=== Section Start ===

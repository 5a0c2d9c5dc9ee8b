use std::path::PathBuf;

use anyhow::{Context, Result};
use clap::{Parser, Subcommand};
use tradernotes::cache::CacheStore;
use tradernotes::models::cache_schema::{CONFIG_FILE_NAME, DEFAULT_WORLD_ID};
use tradernotes::models::{Position, TraderId, TraderRecord};
use tradernotes::overlay::{strip_markup, TooltipContext};
use tradernotes::TraderNotes;
use tracing_subscriber::EnvFilter;

#[derive(Parser, Debug)]
#[command(name = "tradernotes", about = "Inspect a TraderNotes trader cache")]
struct Cli {
    /// Game data directory containing ModData/
    #[arg(short, long, default_value = ".")]
    data_dir: PathBuf,

    /// World identifier the cache belongs to
    #[arg(short, long, default_value = DEFAULT_WORLD_ID)]
    world: String,

    /// Directory holding tradernotes.toml
    #[arg(short, long, default_value = "ModConfig")]
    config_dir: PathBuf,

    #[command(subcommand)]
    command: Command,
}

#[derive(Subcommand, Debug)]
enum Command {
    /// List every cached trader
    List {
        /// Only traders whose offers have been seen
        #[arg(long)]
        discovered: bool,
    },
    /// Print a trader's map tooltip
    Show {
        id: i64,

        /// World time in days, for the refresh countdown
        #[arg(long, default_value_t = 0.0)]
        now: f64,

        /// Player position as x,y,z, for the distance line
        #[arg(long, value_parser = parse_position)]
        player: Option<Position>,

        /// Print the raw record as JSON instead
        #[arg(long)]
        json: bool,

        /// Keep the tooltip markup
        #[arg(long)]
        markup: bool,
    },
}

fn parse_position(text: &str) -> Result<Position, String> {
    let parts: Vec<f64> = text
        .split(',')
        .map(|p| p.trim().parse::<f64>().map_err(|e| format!("{p:?}: {e}")))
        .collect::<Result<_, _>>()?;
    match parts.as_slice() {
        [x, y, z] => Ok(Position::new(*x, *y, *z)),
        _ => Err("expected x,y,z".to_string()),
    }
}

fn main() -> Result<()> {
    // Initialize tracing (respects RUST_LOG env var)
    tracing_subscriber::fmt()
        .with_env_filter(EnvFilter::from_default_env())
        .with_writer(std::io::stderr)
        .init();

    let cli = Cli::parse();

    // Load the world's cache
    let store = CacheStore::for_world(&cli.data_dir, &cli.world);
    let records = store
        .load()
        .with_context(|| format!("Failed to load trader cache: {}", store.path().display()))?;

    match cli.command {
        Command::List { discovered } => {
            for record in records.values().filter(|r| r.discovered || !discovered) {
                println!("{}", summary_line(record));
            }
        }
        Command::Show {
            id,
            now,
            player,
            json,
            markup,
        } => {
            let record = records
                .get(&TraderId(id))
                .with_context(|| format!("No trader with id {id} in {}", store.path().display()))?;

            // Raw record, no config needed
            if json {
                println!("{}", serde_json::to_string_pretty(record)?);
                return Ok(());
            }

            // Render the tooltip
            let notes = TraderNotes::start_read_only(&cli.config_dir.join(CONFIG_FILE_NAME));
            let ctx = TooltipContext {
                now,
                player,
                loaded: true,
            };
            let text = notes.presenter().tooltip(record, &ctx);
            if markup {
                print!("{text}");
            } else {
                print!("{}", strip_markup(&text));
            }
        }
    }

    Ok(())
}

fn summary_line(record: &TraderRecord) -> String {
    format!(
        "{:>8}  {:<20} {:<12} {:>6} sells={:<3} wants={:<3} {} at ({:.0}, {:.0}, {:.0})",
        record.id.0,
        record.display_name,
        record.trader_type.as_str(),
        record.funds,
        record.sells.len(),
        record.wants.len(),
        if record.discovered { "seen" } else { "unseen" },
        record.position.x,
        record.position.y,
        record.position.z,
    )
}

=== Section End ===

THE PROBLEM ::
Line by line, return the whole listing without a single difference.

WORKED SOLUTION ::
repository 5a0c2d9c5dc9ee8b
use std::path::PathBuf;

use anyhow::{Context, Result};
use clap::{Parser, Subcommand};
use tradernotes::cache::CacheStore;
use tradernotes::models::cache_schema::{CONFIG_FILE_NAME, DEFAULT_WORLD_ID};
use tradernotes::models::{Position, TraderId, TraderRecord};
use tradernotes::overlay::{strip_markup, TooltipContext};
use tradernotes::TraderNotes;
use tracing_subscriber::EnvFilter;

#[derive(Parser, Debug)]
#[command(name = "tradernotes", about = "Inspect a TraderNotes trader cache")]
struct Cli {
    /// Game data directory containing ModData/
    #[arg(short, long, default_value = ".")]
    data_dir: PathBuf,

    /// World identifier the cache belongs to
    #[arg(short, long, default_value = DEFAULT_WORLD_ID)]
    world: String,

    /// Directory holding tradernotes.toml
    #[arg(short, long, default_value = "ModConfig")]
    config_dir: PathBuf,

    #[command(subcommand)]
    command: Command,
}

#[derive(Subcommand, Debug)]
enum Command {
    /// List every cached trader
    List {
        /// Only traders whose offers have been seen
        #[arg(long)]
        discovered: bool,
    },
    /// Print a trader's map tooltip
    Show {
        id: i64,

        /// World time in days, for the refresh countdown
        #[arg(long, default_value_t = 0.0)]
        now: f64,

        /// Player position as x,y,z, for the distance line
        #[arg(long, value_parser = parse_position)]
        player: Option<Position>,

        /// Print the raw record as JSON instead
        #[arg(long)]
        json: bool,

        /// Keep the tooltip markup
        #[arg(long)]
        markup: bool,
    },
}

fn parse_position(text: &str) -> Result<Position, String> {
    let parts: Vec<f64> = text
        .split(',')
        .map(|p| p.trim().parse::<f64>().map_err(|e| format!("{p:?}: {e}")))
        .collect::<Result<_, _>>()?;
    match parts.as_slice() {
        [x, y, z] => Ok(Position::new(*x, *y, *z)),
        _ => Err("expected x,y,z".to_string()),
    }
}

fn main() -> Result<()> {
    // Initialize tracing (respects RUST_LOG env var)
    tracing_subscriber::fmt()
        .with_env_filter(EnvFilter::from_default_env())
        .with_writer(std::io::stderr)
        .init();

    let cli = Cli::parse();

    // Load the world's cache
    let store = CacheStore::for_world(&cli.data_dir, &cli.world);
    let records = store
        .load()
        .with_context(|| format!("Failed to load trader cache: {}", store.path().display()))?;

    match cli.command {
        Command::List { discovered } => {
            for record in records.values().filter(|r| r.discovered || !discovered) {
                println!("{}", summary_line(record));
            }
        }
        Command::Show {
            id,
            now,
            player,
            json,
            markup,
        } => {
            let record = records
                .get(&TraderId(id))
                .with_context(|| format!("No trader with id {id} in {}", store.path().display()))?;

            // Raw record, no config needed
            if json {
                println!("{}", serde_json::to_string_pretty(record)?);
                return Ok(());
            }

            // Render the tooltip
            let notes = TraderNotes::start_read_only(&cli.config_dir.join(CONFIG_FILE_NAME));
            let ctx = TooltipContext {
                now,
                player,
                loaded: true,
            };
            let text = notes.presenter().tooltip(record, &ctx);
            if markup {
                print!("{text}");
            } else {
                print!("{}", strip_markup(&text));
            }
        }
    }

    Ok(())
}

fn summary_line(record: &TraderRecord) -> String {
    format!(
        "{:>8}  {:<20} {:<12} {:>6} sells={:<3} wants={:<3} {} at ({:.0}, {:.0}, {:.0})",
        record.id.0,
        record.display_name,
        record.trader_type.as_str(),
        record.funds,
        record.sells.len(),
        record.wants.len(),
        if record.discovered { "seen" } else { "unseen" },
        record.position.x,
        record.position.y,
        record.position.z,
    )
}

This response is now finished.